Ontario Budget 2026: A Mixed Result for Transit

The Ontario Public Transit Association would like to commend the Government of Ontario for bringing more attention to paratransit, northern and rural transit customers in today’s budget. We look forward to learning more about expanded One Fare for cross-border specialized trips, the further expansion of the Ontario Transit Investment Fund, and first-mile/last-mile ride share access across the province, through their pilot program along the Northlander route.
Karen Cameron, CEO, Ontario Public Transit Association

March 27, 2026

Dear Members,
 
The Ontario Budget 2026 was tabled yesterday, and I want to provide you with a clear and honest summary of what it means for transit — measured against the asks OPTA brought forward through our formal budget submission, our January presentation to Minister Bethlenfalvy, and our December 2025 Lobby Day Leave Behind document.
 

 

The short version: there are some meaningful wins, but several of our most important asks were not addressed. We will be continuing to press on the outstanding items.

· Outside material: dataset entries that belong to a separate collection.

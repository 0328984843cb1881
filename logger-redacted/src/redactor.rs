use base64::{engine::general_purpose, Engine as _};
use lazy_static::lazy_static;
use regex::Regex;
use sha2::{Digest, Sha256};

use crate::config::LoggerConfig;

lazy_static! {
    static ref EMAIL_REGEX: Regex = Regex::new(r"\b[A-Za-z0-9._%+-]+@[A-Za-z0-9.-]+\.[A-Za-z]{2,}\b").unwrap();
    static ref PHONE_REGEX: Regex = Regex::new(r"(?:\+?\d{1,3}[-.\s]?)?\(?\d{3}\)?[-.\s]?\d{3}[-.\s]?\d{4}\b").unwrap();
    static ref SSN_REGEX: Regex = Regex::new(r"\b\d{3}-\d{2}-\d{4}\b").unwrap();
}

/// Number of trailing characters left visible in masked identifiers
const VISIBLE_SUFFIX: usize = 4;

/// PII redaction configuration
#[derive(Debug, Clone)]
pub struct RedactionConfig {
    pub enabled: bool,
    pub redact_emails: bool,
    pub redact_phones: bool,
    pub redact_ssn: bool,
    /// Replace matches with a short hash so repeated values can be correlated
    pub hash_for_correlation: bool,
}

impl Default for RedactionConfig {
    fn default() -> Self {
        Self {
            enabled: true,
            redact_emails: true,
            redact_phones: true,
            redact_ssn: true,
            hash_for_correlation: false,
        }
    }
}

/// PII redactor for log values
#[derive(Debug, Clone, Default)]
pub struct PiiRedactor {
    config: RedactionConfig,
}

impl PiiRedactor {
    pub fn new(config: RedactionConfig) -> Self {
        Self { config }
    }

    /// Redactor matching the logging section of the service configuration
    pub fn from_config(config: &LoggerConfig) -> Self {
        Self::new(RedactionConfig {
            enabled: config.redaction_enabled,
            hash_for_correlation: config.hash_for_correlation,
            ..RedactionConfig::default()
        })
    }

    /// Mask all but the last four characters of a policy or member number
    pub fn mask_policy_number(&self, policy_number: &str) -> String {
        if !self.config.enabled {
            return policy_number.to_string();
        }
        let chars: Vec<char> = policy_number.chars().collect();
        let hidden = chars.len().saturating_sub(VISIBLE_SUFFIX);
        chars
            .iter()
            .enumerate()
            .map(|(i, c)| if i < hidden { '*' } else { *c })
            .collect()
    }

    /// Redact contact details and SSN-like patterns from free text
    pub fn redact(&self, text: &str) -> String {
        if !self.config.enabled {
            return text.to_string();
        }
        let mut result = text.to_string();

        if self.config.redact_emails {
            result = self.replace(&EMAIL_REGEX, &result, "EMAIL", "***@***");
        }
        if self.config.redact_ssn {
            result = self.replace(&SSN_REGEX, &result, "SSN", "***-**-****");
        }
        if self.config.redact_phones {
            result = self.replace(&PHONE_REGEX, &result, "PHONE", "(***) ***-****");
        }

        result
    }

    fn replace(&self, pattern: &Regex, text: &str, label: &str, mask: &str) -> String {
        pattern
            .replace_all(text, |caps: &regex::Captures| {
                if self.config.hash_for_correlation {
                    format!("{}[{}]", label, self.hash_value(&caps[0]))
                } else {
                    mask.to_string()
                }
            })
            .to_string()
    }

    fn hash_value(&self, value: &str) -> String {
        let digest = Sha256::digest(value.as_bytes());
        // First 8 bytes keep the tag short
        general_purpose::STANDARD.encode(digest.get(..8).unwrap_or_default())
    }
}

#[cfg(test)]
mod tests {
    use super::*;

    #[test]
    fn test_policy_number_masking() {
        let redactor = PiiRedactor::default();
        assert_eq!(redactor.mask_policy_number("POL12345678"), "*******5678");
        assert_eq!(redactor.mask_policy_number("AB1"), "AB1");
    }

    #[test]
    fn test_email_and_phone_redaction() {
        let redactor = PiiRedactor::default();
        let redacted = redactor.redact("Rejected, call john.doe@example.com or (555) 123-4567");
        assert!(!redacted.contains("john.doe"));
        assert!(redacted.contains("***@***"));
        assert!(redacted.contains("(***) ***-****"));
    }

    #[test]
    fn test_ssn_redaction() {
        let redactor = PiiRedactor::default();
        assert_eq!(redactor.redact("member ssn 123-45-6789"), "member ssn ***-**-****");
    }

    #[test]
    fn test_from_logger_config() {
        let hashing = PiiRedactor::from_config(&LoggerConfig {
            hash_for_correlation: true,
            ..LoggerConfig::default()
        });
        let redacted = hashing.redact("ssn 123-45-6789");
        assert!(redacted.starts_with("ssn SSN["));
        assert!(!redacted.contains("6789"));

        let off = PiiRedactor::from_config(&LoggerConfig {
            redaction_enabled: false,
            ..LoggerConfig::default()
        });
        assert_eq!(off.redact("ssn 123-45-6789"), "ssn 123-45-6789");
        assert_eq!(off.mask_policy_number("POL12345678"), "POL12345678");
    }

    #[test]
    fn test_hash_for_correlation_is_stable() {
        let redactor = PiiRedactor::new(RedactionConfig {
            hash_for_correlation: true,
            ..RedactionConfig::default()
        });
        let first = redactor.redact("ssn 123-45-6789");
        let second = redactor.redact("ssn 123-45-6789");
        assert!(first.starts_with("ssn SSN["));
        assert_eq!(first, second);
    }
}
use crate::models::ClaimStatus;
use database_layer::DatabaseError;
use error_common::{codes, RustCareError};
use rust_decimal::Decimal;
use thiserror::Error;
use uuid::Uuid;

#[derive(Error, Debug)]
pub enum InsuranceError {
    #[error("Invalid amount: {0}")]
    InvalidAmount(String),

    #[error("Coverage percentage {0} is outside 0-100")]
    InvalidPercentage(Decimal),

    #[error("Claim {claim_number} is {status} and cannot be {action}")]
    InvalidState {
        claim_number: String,
        status: ClaimStatus,
        action: &'static str,
    },

    #[error("Claim number {0} is already taken")]
    DuplicateClaimNumber(String),

    #[error("No free claim number after {0} attempts")]
    ClaimNumberExhausted(u32),

    #[error("Claim not found: {0}")]
    ClaimNotFound(Uuid),

    #[error("Order already has claim {claim_number}")]
    DuplicateClaim { claim_number: String },

    #[error("Coverage plan not found: {0}")]
    CoveragePlanNotFound(Uuid),

    #[error("Database error: {0}")]
    Database(#[from] DatabaseError),
}

impl InsuranceError {
    pub fn code(&self) -> &'static str {
        match self {
            Self::InvalidAmount(_) => codes::insurance::INVALID_AMOUNT,
            Self::InvalidPercentage(_) => codes::insurance::INVALID_PERCENTAGE,
            Self::InvalidState { .. } => codes::insurance::INVALID_STATE,
            Self::DuplicateClaimNumber(_) => codes::insurance::DUPLICATE_CLAIM_NUMBER,
            Self::ClaimNumberExhausted(_) => codes::insurance::CLAIM_NUMBER_EXHAUSTED,
            Self::ClaimNotFound(_) => codes::insurance::CLAIM_NOT_FOUND,
            Self::DuplicateClaim { .. } => codes::insurance::DUPLICATE_CLAIM,
            Self::CoveragePlanNotFound(_) => codes::insurance::COVERAGE_PLAN_NOT_FOUND,
            Self::Database(e) => e.code(),
        }
    }
}

impl From<InsuranceError> for RustCareError {
    fn from(err: InsuranceError) -> Self {
        let code = err.code();
        match err {
            InsuranceError::InvalidAmount(_) | InsuranceError::InvalidPercentage(_) => {
                RustCareError::validation(code, err.to_string())
            }
            InsuranceError::ClaimNotFound(_) | InsuranceError::CoveragePlanNotFound(_) => {
                RustCareError::not_found(code, err.to_string())
            }
            InsuranceError::Database(db) => db.into(),
            _ => RustCareError::business(code, err.to_string()),
        }
    }
}

pub type InsuranceResult<T> = Result<T, InsuranceError>;
use serde::Serialize;
use thiserror::Error;

/// Broad class of a failure, used by outer layers to pick a response status
#[derive(Debug, Clone, Copy, PartialEq, Eq, Serialize)]
#[serde(rename_all = "snake_case")]
pub enum ErrorKind {
    Validation,
    Conflict,
    NotFound,
    Database,
    Internal,
}

/// Error envelope handed to callers outside the service crates
#[derive(Error, Debug)]
pub enum RustCareError {
    /// Input rejected before any state changed
    #[error("Validation error [{code}]: {message}")]
    ValidationError { code: &'static str, message: String },

    /// Business rule violation against current state
    #[error("Business logic error [{code}]: {message}")]
    BusinessError { code: &'static str, message: String },

    /// Referenced record does not exist
    #[error("Not found [{code}]: {message}")]
    NotFound { code: &'static str, message: String },

    /// Database operation errors
    #[error("Database error [{code}]: {message}")]
    DatabaseError { code: &'static str, message: String },

    /// Wrapped external errors
    #[error(transparent)]
    Other(#[from] anyhow::Error),
}

impl RustCareError {
    pub fn validation(code: &'static str, message: impl Into<String>) -> Self {
        Self::ValidationError { code, message: message.into() }
    }

    pub fn business(code: &'static str, message: impl Into<String>) -> Self {
        Self::BusinessError { code, message: message.into() }
    }

    pub fn not_found(code: &'static str, message: impl Into<String>) -> Self {
        Self::NotFound { code, message: message.into() }
    }

    pub fn database(code: &'static str, message: impl Into<String>) -> Self {
        Self::DatabaseError { code, message: message.into() }
    }

    /// Stable error code, `INTERNAL` for wrapped foreign errors
    pub fn code(&self) -> &'static str {
        match self {
            Self::ValidationError { code, .. }
            | Self::BusinessError { code, .. }
            | Self::NotFound { code, .. }
            | Self::DatabaseError { code, .. } => code,
            Self::Other(_) => "INTERNAL",
        }
    }

    pub fn kind(&self) -> ErrorKind {
        match self {
            Self::ValidationError { .. } => ErrorKind::Validation,
            Self::BusinessError { .. } => ErrorKind::Conflict,
            Self::NotFound { .. } => ErrorKind::NotFound,
            Self::DatabaseError { .. } => ErrorKind::Database,
            Self::Other(_) => ErrorKind::Internal,
        }
    }

    /// Emit the error as a structured tracing event
    pub fn log(&self, context: &str) {
        tracing::error!(
            context = context,
            error_code = self.code(),
            error_kind = ?self.kind(),
            error = %self,
            "RustCare error occurred"
        );
    }
}

/// Result type alias for RustCare operations
pub type Result<T> = std::result::Result<T, RustCareError>;

#[cfg(test)]
mod tests {
    use super::*;
    use crate::codes;

    #[test]
    fn test_code_and_kind() {
        let err = RustCareError::business(codes::insurance::INVALID_STATE, "claim already paid");
        assert_eq!(err.code(), "INSURANCE_6003");
        assert_eq!(err.kind(), ErrorKind::Conflict);
        assert!(err.to_string().contains("claim already paid"));
    }

    #[test]
    fn test_wrapped_error_is_internal() {
        let err: RustCareError = anyhow::anyhow!("socket closed").into();
        assert_eq!(err.code(), "INTERNAL");
        assert_eq!(err.kind(), ErrorKind::Internal);
    }
}
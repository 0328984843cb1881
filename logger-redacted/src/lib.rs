//! Logging for the settlement core with PII redaction
//!
//! Services log through plain `tracing` macros with structured fields.
//! Values that can identify a patient (policy numbers, free-text reasons
//! typed by staff) go through [`PiiRedactor`] first, so log sinks never see
//! them in the clear.
//!
//! ```rust
//! use logger_redacted::PiiRedactor;
//!
//! let redactor = PiiRedactor::default();
//! assert_eq!(redactor.mask_policy_number("HMO-2024-88120"), "**********8120");
//! ```

pub mod config;
pub mod redactor;

pub use config::*;
pub use redactor::*;

use thiserror::Error;
use tracing_subscriber::{fmt, layer::SubscriberExt, util::SubscriberInitExt, EnvFilter};

#[derive(Error, Debug)]
pub enum LoggerError {
    #[error("Invalid log filter: {0}")]
    InvalidFilter(String),

    #[error("Global subscriber already installed: {0}")]
    AlreadyInstalled(String),
}

/// Install the global tracing subscriber
///
/// `RUST_LOG` wins over `config.level` when set.
pub fn init_tracing(config: &LoggerConfig) -> Result<(), LoggerError> {
    let env_filter = match EnvFilter::try_from_default_env() {
        Ok(filter) => filter,
        Err(_) => EnvFilter::try_new(&config.level)
            .map_err(|e| LoggerError::InvalidFilter(e.to_string()))?,
    };

    let registry = tracing_subscriber::registry().with(env_filter);

    if config.json {
        registry
            .with(fmt::layer().with_target(false).with_ansi(false).json())
            .try_init()
            .map_err(|e| LoggerError::AlreadyInstalled(e.to_string()))
    } else {
        registry
            .with(fmt::layer().with_target(true).with_level(true))
            .try_init()
            .map_err(|e| LoggerError::AlreadyInstalled(e.to_string()))
    }
}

What was addressed (at least in part)

  • One Fare – Extended: Ontario extended the One Fare program for an additional two years. Since launching in 2024, the program has saved riders nearly $233 million and enabled approximately $72 million free transfers across participating agencies. The government has also signalled its intention to introduce legislation to explore expanding free transfers, simplifying fares, and enhancing specialized transit. This is a positive outcome for riders and for transit agencies serving cross-boundary commuters.
  • Rural Transit – Ontario Transit Investment Fund doubled: The Ontario Transit Investment Fund (OTIF) has been doubled from $15M to $30M over three years beginning in 2026-27. These funds support the startup and growth of transit services in rural communities, including new bus services, on-demand shared rides, and door-to-door transportation. OPTA has consistently said that transit needs stable, predictable funding in order to establish and grow ridership. OPTA will work with members and the provincial government to ensure its success.
  • Capital Infrastructure: Budget 2026 reconfirmed the province’s $63B, 10-year transit capital program, including four GTA subway projects and multiple LRT projects. The province also announced an increase in its investment in 55 new Line 2 subway trains to nearly $1 billion, matched by the federal government. This is good news for the industry broadly, though it remains focused on the major GTA megaprojects.
What was not addressed
  • Gas Tax for Transit: OPTA made a clear, evidence-based case that the Dedicated Public Transit Fund — frozen at approximately $380M since 2019 — has lost roughly one-third of its real value to inflation, and should be increased to approximately $725M to restore its purchasing power. Budget 2026 was silent on this. The erosion of this program continues to widen the gap between what agencies receive and what they need to maintain service levels.
  • Provincial Match for the Canada Public Transit Fund (CPTF) Baseline Stream: This was the centrepiece of our budget submission. Without a provincial matching mechanism at 40% of eligible capital costs — consistent with the approach used for ICIP — Ontario transit agencies outside the major GTA megaprojects risk being unable to leverage the federal CPTF baseline stream for state-of-good-repair and fleet renewal. No such mechanism was announced. The broader challenges affecting the CPTF — including federal cuts and delays — are issues that must also be addressed in Ottawa.
  • Transit Safety and Security: We asked for a dedicated funding envelope to address incidents of violence and social disorder on transit — covering enforcement, outreach, technology, and capital investments. No dedicated transit safety funding was announced, though the Budget speech did reference new investment in police and community safety initiatives more broadly. This remains an area we will continue to pursue.
  • Operational Funding Gaps: The structural pressure facing transit agencies — rising costs, aging fleets, and flat provincial contributions — was not addressed in Budget 2026. Many of our members are drawing down municipal reserves in ways that are simply not sustainable. Without provincial action, fare increases and service cuts become more likely outcomes for communities across Ontario.
Additional items to watch
  • The budget also referenced a proposed Northland Rideshare Pilot Framework, which would engage rideshare operators, the taxi sector, and municipalities to explore standardized guidelines along the Northlander corridor ahead of its return to service later this year. OPTA will be monitoring this development closely given its implications for transit agencies in northern communities.
Looking ahead
  • We are reviewing the full budget document and will have more to share with members in the coming days. OPTA will continue to engage with the Ministry of Finance and the Ministry of Transportation on the outstanding items — particularly the Gas Tax and the CPTF matching gap — and we will carry these asks forward as the province’s fiscal and policy environment continues to evolve.